I love thinking about this, I’d argue it’s as much a philosophical question as it is scientific.
It seems unimaginable to me that the only life in the universe is on Earth. The numbers already discussed here are to unimaginably large for it to be conceivable that this is the sole planet life has appeared on. It’s the nature of that potential life that is most intriguing to me. If results like those from JWST this week are confirmed, the universe must surely be teeming with life. But that would tell us nothing about the intelligence elsewhere. Once life arises somewhere is it then inevitable that, given enough time, intelligent life will develop? Or is that the bit that is vanishingly rare? Or are there intelligent life forms all across the galaxy and beyond, but they have no chance of developing an understanding their place in the wider cosmos, and will never even dream of leaving their own planet?
My feeling is that intelligence is fairly common, and a significant number of those life forms reach a level to where humanity is at now, but intelligence at that level is considerably more fleeting. From that, the chance of two separate space faring civilisations ever becoming aware of each other, let alone meeting, would seem extremely unlikely. Assuming evolution works similarly universe wide it seems the things that have made us successful here are likely needed elsewhere. Unfortunately the aggression and violence of humans has significantly contributed to get us to the point where we are now, and our use of technology now has great destructive potential in its own right. From weapons, climate change, pandemics, and possibly AI, we have a lot of things of our own making that could be our downfall. And despite the billions of year of Earth to this point, it’s only the last hundred years or so we’ve been leaking radio telltales of our technologically advanced civilisation, with those signals reaching a few dozen stars. Assuming a similar pattern elsewhere, how long do these visible signs last before something, be it an asteroid hit or created by life itself, puts an end to these beacons? I wouldn’t fancy a bet that humans will be here in a thousand years time, let alone a million years. Even a million years would still be only 0.0002% of the age of Earth. The odds of another 0.0002% overlapping with us and reaching out? Not great I’d imagine.

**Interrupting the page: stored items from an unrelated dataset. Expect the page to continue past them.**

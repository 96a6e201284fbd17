use serde::{de::DeserializeOwned, Serialize};
use std::collections::BTreeMap;
use std::path::{Path, PathBuf};
use tracing::warn;

use super::{ProjectStore, PROJECTS_KEY};
use crate::error::{Error, Result};
use crate::state::data::ProjectMap;

/// Size-limited string key/value store backed by one JSON file.
///
/// Holds small client-local state (session token, unlock progress, theme)
/// and is the fallback when the blob store is unavailable. Every write is
/// flushed to disk; a write that would exceed the quota is rejected and
/// leaves the store unchanged.
///
/// The project map under `PROJECTS_KEY` is checked against everything in
/// the store, while the small-state keys are checked without it, so a large
/// fallback project map never blocks session or progress writes.
#[derive(Debug)]
pub struct LocalStore {
    path: Option<PathBuf>,
    quota: usize,
    entries: BTreeMap<String, String>,
}

impl LocalStore {
    /// Open the store file. A missing file starts empty; a corrupt one is
    /// discarded with a warning.
    pub fn open(path: &Path, quota: usize) -> Result<Self> {
        if let Some(parent) = path.parent() {
            std::fs::create_dir_all(parent)?;
        }

        let entries = match std::fs::read_to_string(path) {
            Ok(content) => serde_json::from_str(&content).unwrap_or_else(|e| {
                warn!(path = %path.display(), error = %e, "local store is corrupt, starting empty");
                BTreeMap::new()
            }),
            Err(e) if e.kind() == std::io::ErrorKind::NotFound => BTreeMap::new(),
            Err(e) => return Err(e.into()),
        };

        Ok(Self {
            path: Some(path.to_path_buf()),
            quota,
            entries,
        })
    }

    /// Store that lives only as long as the process
    pub fn in_memory(quota: usize) -> Self {
        Self {
            path: None,
            quota,
            entries: BTreeMap::new(),
        }
    }

    pub fn quota(&self) -> usize {
        self.quota
    }

    /// Bytes currently used by keys and values
    pub fn used(&self) -> usize {
        self.entries.iter().map(|(k, v)| k.len() + v.len()).sum()
    }

    pub fn get(&self, key: &str) -> Option<&str> {
        self.entries.get(key).map(String::as_str)
    }

    pub fn set(&mut self, key: &str, value: impl Into<String>) -> Result<()> {
        let value = value.into();
        let counted = self
            .entries
            .iter()
            .filter(|(k, _)| k.as_str() != key && (key == PROJECTS_KEY || k.as_str() != PROJECTS_KEY))
            .map(|(k, v)| k.len() + v.len())
            .sum::<usize>();
        let needed = counted + key.len() + value.len();
        if needed > self.quota {
            return Err(Error::QuotaExceeded {
                needed,
                quota: self.quota,
            });
        }

        let previous = self.entries.insert(key.to_string(), value);
        if let Err(e) = self.flush() {
            // Keep memory and disk in agreement
            match previous {
                Some(old) => self.entries.insert(key.to_string(), old),
                None => self.entries.remove(key),
            };
            return Err(e);
        }
        Ok(())
    }

    pub fn remove(&mut self, key: &str) -> Result<bool> {
        let removed = self.entries.remove(key).is_some();
        if removed {
            self.flush()?;
        }
        Ok(removed)
    }

    /// Deserialize a JSON value; unreadable values read as absent
    pub fn get_json<T: DeserializeOwned>(&self, key: &str) -> Option<T> {
        let raw = self.get(key)?;
        serde_json::from_str(raw)
            .map_err(|e| warn!(key, error = %e, "ignoring unreadable local store value"))
            .ok()
    }

    pub fn set_json<T: Serialize>(&mut self, key: &str, value: &T) -> Result<()> {
        let json = serde_json::to_string(value)?;
        self.set(key, json)
    }

    fn flush(&self) -> Result<()> {
        let Some(path) = &self.path else {
            return Ok(());
        };
        let tmp = path.with_extension("json.tmp");
        std::fs::write(&tmp, serde_json::to_string(&self.entries)?)?;
        std::fs::rename(&tmp, path)?;
        Ok(())
    }
}

impl ProjectStore for LocalStore {
    fn load(&self) -> Result<Option<ProjectMap>> {
        match self.get(PROJECTS_KEY) {
            Some(json) => Ok(Some(serde_json::from_str(json)?)),
            None => Ok(None),
        }
    }

    fn save(&mut self, projects: &ProjectMap) -> Result<()> {
        self.set_json(PROJECTS_KEY, projects)
    }
}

The other argument against intelligent life being common I quite like is that the universe just isn’t old enough yet, we may be among the first. Clearly evolution itself needs a long time, but the conditions to even get to that point need time as well. It takes a few generations of stars to seed the galaxy with the abundances of elements we’re made of, and a long time for those to condense out and eventually become a planet that life can begin doing its thing on.
Sorry for the long post, it’s something I love to consider very much!
Tldr; Life might be common, it might be rare, it might take ages, it might wipe itself out if an asteroid doesn’t beat it to it, and we have no idea whatsoever.